本庶佑先生がノーベル賞を受賞されたことに心よりお祝い申し上げます。
本庶佑先生が大阪大学で生化学の講座をお持ちの頃、私は生理学の最底辺にいる「学生」で文字通り試験管を洗っており、雲上遥か高い存在でした。本庶佑先生の講義は受けなかったですが、当時から学内の様々な議論の中で、「本庶佑先生はこう考えておられる」としばしばご発言を引用されていました。物事をどう考えていくか、基本的な方向性についてメッセージを発信しておられました。

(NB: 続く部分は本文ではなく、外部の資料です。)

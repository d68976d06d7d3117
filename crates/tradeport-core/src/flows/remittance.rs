//! Outward remittance flow.
//!
//! Four steps: beneficiary, transfer details, review, submit. No checklist
//! steps; gating is purely field-based.

use tradeport_types::field::FieldSpec;
use tradeport_types::wizard::{StepDefinition, StepId, StepKind};

use crate::wizard::PreviewTemplate;

/// Typical settlement window for an outward transfer.
pub const PROCESSING_ESTIMATE: &str = "1-2 business days";

pub const STEP_BENEFICIARY: &str = "beneficiary";
pub const STEP_DETAILS: &str = "transfer-details";
pub const STEP_REVIEW: &str = "review";
pub const STEP_SUBMIT: &str = "submit";

/// Ordered step table for the remittance flow.
pub fn steps() -> Vec<StepDefinition> {
    vec![
        StepDefinition {
            id: StepId::from(STEP_BENEFICIARY),
            label: "Beneficiary".to_string(),
            kind: StepKind::Details,
            fields: vec![
                FieldSpec::required_text("beneficiary", "Beneficiary Name"),
                FieldSpec::required_text("account", "Account Number / IBAN"),
                FieldSpec::required_text("country", "Country"),
            ],
        },
        StepDefinition {
            id: StepId::from(STEP_DETAILS),
            label: "Details".to_string(),
            kind: StepKind::Details,
            fields: vec![
                FieldSpec::required_text("amount", "Amount"),
                FieldSpec::required_choice(
                    "currency",
                    "Currency",
                    &["EUR", "USD", "GBP", "HKD"],
                ),
                FieldSpec::required_text("purpose", "Purpose of Remittance"),
            ],
        },
        StepDefinition {
            id: StepId::from(STEP_REVIEW),
            label: "Review".to_string(),
            kind: StepKind::Review,
            fields: vec![],
        },
        StepDefinition {
            id: StepId::from(STEP_SUBMIT),
            label: "Submit".to_string(),
            kind: StepKind::Review,
            fields: vec![],
        },
    ]
}

/// Remittance instruction preview template.
pub fn preview_template() -> PreviewTemplate {
    PreviewTemplate::new(
        "OUTWARD REMITTANCE INSTRUCTION\n\n\
         Beneficiary: [BENEFICIARY NAME]\n\
         Account: [ACCOUNT NUMBER]\n\
         Country: [COUNTRY]\n\
         Amount: [CURRENCY] [AMOUNT]\n\
         Purpose: [PURPOSE]\n\n\
         Please debit our account and remit the above amount to the beneficiary.",
        vec![
            ("BENEFICIARY NAME", "beneficiary"),
            ("ACCOUNT NUMBER", "account"),
            ("COUNTRY", "country"),
            ("AMOUNT", "amount"),
            ("CURRENCY", "currency"),
            ("PURPOSE", "purpose"),
        ],
    )
}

京都大学に移られた先のレセプター研究部門はANK療法開発者お二人と同じ領域であり、私どもの会長と共同でNATUREにも論文投稿されています。会社の社長としては「うちの会長はノーベル賞受賞者と共同で一流誌に論文投稿している」と宣伝に使いたいところですが、会長も、おそらく本庶佑先生もそういうやり方はお嫌いだと思われます。 ノーベル賞の受賞と、がん治療の実用性は別の問題だからです。
受賞理由は「がんの進行に重要な免疫抑制信号を阻害し、がん治療の道を開く可能性を示した」ことであって、不治の病と考えられてきた進行がんを「治す」薬を開発したということではありません。

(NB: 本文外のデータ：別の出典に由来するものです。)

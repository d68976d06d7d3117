//! Built-in step tables, checklist catalogs, and preview templates for the
//! three trade-finance application flows.
//!
//! These are static definitions servable by `BuiltinFlows`; a deployment
//! with a product catalog service would implement `StepSource` against it
//! instead and never touch this module.

use tradeport_types::flow::FlowKind;

pub mod bank_guarantee;
pub mod letter_of_credit;
pub mod remittance;

/// Expected bank processing time for a submitted application.
pub fn processing_estimate(flow: FlowKind) -> &'static str {
    match flow {
        FlowKind::BankGuarantee => bank_guarantee::PROCESSING_ESTIMATE,
        FlowKind::LetterOfCredit => letter_of_credit::PROCESSING_ESTIMATE,
        FlowKind::Remittance => remittance::PROCESSING_ESTIMATE,
    }
}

今日では免疫チェックポイント阻害薬の開発が盛んです。一方、ご自身が関与されたオプジーボをはじめ実用化されたものはまだまだ問題が多く、奏効する部位が限られ、奏効しても大半が「延命」であって腫瘍縮小は「稀」、3~4割に重篤な自己免疫疾患と「効果と副作用」のバランスの改善が急務です。

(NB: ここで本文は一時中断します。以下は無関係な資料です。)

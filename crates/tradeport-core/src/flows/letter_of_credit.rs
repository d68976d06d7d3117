//! Letter of credit application flow.
//!
//! Four steps: LC type selection, credit details, document upload, review.

use tradeport_types::clause::{ChecklistItem, RiskLevel};
use tradeport_types::field::FieldSpec;
use tradeport_types::wizard::{StepDefinition, StepId, StepKind};

use crate::wizard::PreviewTemplate;

/// Typical issuing-bank turnaround for a documentary credit.
pub const PROCESSING_ESTIMATE: &str = "2-3 business days";

pub const STEP_LC_TYPE: &str = "lc-type";
pub const STEP_DETAILS: &str = "lc-details";
pub const STEP_DOCUMENTS: &str = "lc-documents";
pub const STEP_REVIEW: &str = "lc-review";

/// Ordered step table for the letter of credit flow.
pub fn steps() -> Vec<StepDefinition> {
    vec![
        StepDefinition {
            id: StepId::from(STEP_LC_TYPE),
            label: "Select LC Type".to_string(),
            kind: StepKind::TypeSelection,
            fields: vec![FieldSpec::required_choice(
                "lc_type",
                "Letter of Credit Type",
                &["standby", "commercial", "revolving", "transferable"],
            )],
        },
        StepDefinition {
            id: StepId::from(STEP_DETAILS),
            label: "Credit Details".to_string(),
            kind: StepKind::Details,
            fields: vec![
                FieldSpec::required_text("applicant", "Applicant"),
                FieldSpec::required_text("lc_beneficiary", "Beneficiary"),
                FieldSpec::required_text("lc_amount", "Amount"),
                FieldSpec::required_choice(
                    "currency",
                    "Currency",
                    &["USD", "EUR", "GBP", "INR"],
                ),
                FieldSpec::required_text("expiry_date", "Expiry Date"),
                FieldSpec::flag("partial_shipment", "Partial Shipment"),
                FieldSpec::flag("transhipment", "Transhipment"),
            ],
        },
        StepDefinition {
            id: StepId::from(STEP_DOCUMENTS),
            label: "Upload Documents".to_string(),
            kind: StepKind::DocumentUpload,
            fields: vec![],
        },
        StepDefinition {
            id: StepId::from(STEP_REVIEW),
            label: "Review & Submit".to_string(),
            kind: StepKind::Review,
            fields: vec![],
        },
    ]
}

/// Document slots per step; only the upload step has a checklist.
pub fn items_for(step: &StepId) -> Vec<ChecklistItem> {
    if step.as_str() != STEP_DOCUMENTS {
        return Vec::new();
    }

    let slot = |id: &str, title: &str, description: &str, required: bool| ChecklistItem {
        id: id.to_string(),
        title: title.to_string(),
        description: description.to_string(),
        content: String::new(),
        required,
        selected: false,
        risk: RiskLevel::Low,
        risk_note: None,
    };

    vec![
        slot(
            "commercial-invoice",
            "Commercial Invoice",
            "Must carry HS codes for all line items",
            true,
        ),
        slot(
            "packing-list",
            "Packing List",
            "Itemized packing details matching the invoice",
            true,
        ),
        slot(
            "bill-of-lading",
            "Bill of Lading",
            "With port of loading and discharge completed",
            true,
        ),
        slot(
            "insurance-certificate",
            "Insurance Certificate",
            "Required only for CIF/CIP shipments",
            false,
        ),
    ]
}

/// Documentary credit preview template.
pub fn preview_template() -> PreviewTemplate {
    PreviewTemplate::new(
        "IRREVOCABLE DOCUMENTARY CREDIT\n\n\
         Type: [LC TYPE]\n\
         Applicant: [APPLICANT]\n\
         Beneficiary: [BENEFICIARY]\n\
         Amount: [CURRENCY] [AMOUNT]\n\
         Expiry Date: [EXPIRY DATE]\n\
         Partial Shipment: [PARTIAL SHIPMENT]\n\
         Transhipment: [TRANSHIPMENT]\n\n\
         Available by negotiation against presentation of the stipulated documents.",
        vec![
            ("LC TYPE", "lc_type"),
            ("APPLICANT", "applicant"),
            ("BENEFICIARY", "lc_beneficiary"),
            ("AMOUNT", "lc_amount"),
            ("CURRENCY", "currency"),
            ("EXPIRY DATE", "expiry_date"),
            ("PARTIAL SHIPMENT", "partial_shipment"),
            ("TRANSHIPMENT", "transhipment"),
        ],
    )
}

保険診療機関ではホスピスを勧める段階の患者さんでも次の手がでてきたことが注目されていますが、進行がん患者さんでも治る魔法の薬が登場したのではありません。
なお、オプジーボは保険適用部位以外は効果が見えにくく副作用は変わらずある訳ですので、ANK療法実施医療機関が保険適応外の自由診療で処方することはありません。